Work request
A complete and exact copy of the entries below is the expected result.

Stored data
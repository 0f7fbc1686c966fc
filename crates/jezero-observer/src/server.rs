//! Observer HTTP server lifecycle management.
//!
//! Provides [`start_server`], which binds to a TCP port and serves the
//! router until the process is terminated.

use std::net::SocketAddr;
use std::sync::Arc;

use serde::Deserialize;
use tokio::net::TcpListener;
use tracing::info;

use crate::router::build_router;
use crate::state::AppState;

/// Configuration for the Observer server (the `server:` section of
/// `jezero.yaml`).
#[derive(Debug, Clone, PartialEq, Eq, Deserialize)]
pub struct ServerConfig {
    /// The host address to bind to (e.g. `0.0.0.0`).
    #[serde(default = "default_host")]
    pub host: String,
    /// The TCP port to listen on.
    #[serde(default = "default_port")]
    pub port: u16,
}

impl ServerConfig {
    /// Parse `host:port` into a socket address.
    ///
    /// # Errors
    ///
    /// Returns [`ServerError::Bind`] if the host is not an IP address.
    pub fn socket_addr(&self) -> Result<SocketAddr, ServerError> {
        format!("{}:{}", self.host, self.port)
            .parse()
            .map_err(|e| ServerError::Bind(format!("invalid address: {e}")))
    }
}

impl Default for ServerConfig {
    fn default() -> Self {
        Self {
            host: default_host(),
            port: default_port(),
        }
    }
}

fn default_host() -> String {
    String::from("0.0.0.0")
}

const fn default_port() -> u16 {
    8080
}

/// Start the Observer HTTP server.
///
/// Binds to the configured address, builds the router, and serves
/// requests until the process is terminated.
///
/// # Errors
///
/// Returns an error if the TCP listener cannot bind or the server
/// encounters a fatal I/O error.
pub async fn start_server(config: &ServerConfig, state: Arc<AppState>) -> Result<(), ServerError> {
    let addr = config.socket_addr()?;
    let router = build_router(state);

    let listener = TcpListener::bind(addr)
        .await
        .map_err(|e| ServerError::Bind(format!("bind failed on {addr}: {e}")))?;

    info!(%addr, "Observer server listening");

    axum::serve(listener, router)
        .await
        .map_err(|e| ServerError::Serve(format!("serve error: {e}")))?;

    Ok(())
}

/// Errors that can occur when starting or running the Observer server.
#[derive(Debug, thiserror::Error)]
pub enum ServerError {
    /// Failed to bind to the network address.
    #[error("bind error: {0}")]
    Bind(String),

    /// The server encountered a fatal error while serving.
    #[error("serve error: {0}")]
    Serve(String),
}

Exercise result
repository 0f7fbc1686c966fc
filename crates/jezero-observer/src/server.rs
//! Observer HTTP server lifecycle management.
//!
//! Provides [`start_server`], which binds to a TCP port and serves the
//! router until the process is terminated.

use std::net::SocketAddr;
use std::sync::Arc;

use serde::Deserialize;
use tokio::net::TcpListener;
use tracing::info;

use crate::router::build_router;
use crate::state::AppState;

/// Configuration for the Observer server (the `server:` section of
/// `jezero.yaml`).
#[derive(Debug, Clone, PartialEq, Eq, Deserialize)]
pub struct ServerConfig {
    /// The host address to bind to (e.g. `0.0.0.0`).
    #[serde(default = "default_host")]
    pub host: String,
    /// The TCP port to listen on.
    #[serde(default = "default_port")]
    pub port: u16,
}

impl ServerConfig {
    /// Parse `host:port` into a socket address.
    ///
    /// # Errors
    ///
    /// Returns [`ServerError::Bind`] if the host is not an IP address.
    pub fn socket_addr(&self) -> Result<SocketAddr, ServerError> {
        format!("{}:{}", self.host, self.port)
            .parse()
            .map_err(|e| ServerError::Bind(format!("invalid address: {e}")))
    }
}

impl Default for ServerConfig {
    fn default() -> Self {
        Self {
            host: default_host(),
            port: default_port(),
        }
    }
}

fn default_host() -> String {
    String::from("0.0.0.0")
}

const fn default_port() -> u16 {
    8080
}

/// Start the Observer HTTP server.
///
/// Binds to the configured address, builds the router, and serves
/// requests until the process is terminated.
///
/// # Errors
///
/// Returns an error if the TCP listener cannot bind or the server
/// encounters a fatal I/O error.
pub async fn start_server(config: &ServerConfig, state: Arc<AppState>) -> Result<(), ServerError> {
    let addr = config.socket_addr()?;
    let router = build_router(state);

    let listener = TcpListener::bind(addr)
        .await
        .map_err(|e| ServerError::Bind(format!("bind failed on {addr}: {e}")))?;

    info!(%addr, "Observer server listening");

    axum::serve(listener, router)
        .await
        .map_err(|e| ServerError::Serve(format!("serve error: {e}")))?;

    Ok(())
}

/// Errors that can occur when starting or running the Observer server.
#[derive(Debug, thiserror::Error)]
pub enum ServerError {
    /// Failed to bind to the network address.
    #[error("bind error: {0}")]
    Bind(String),

    /// The server encountered a fatal error while serving.
    #[error("serve error: {0}")]
    Serve(String),
}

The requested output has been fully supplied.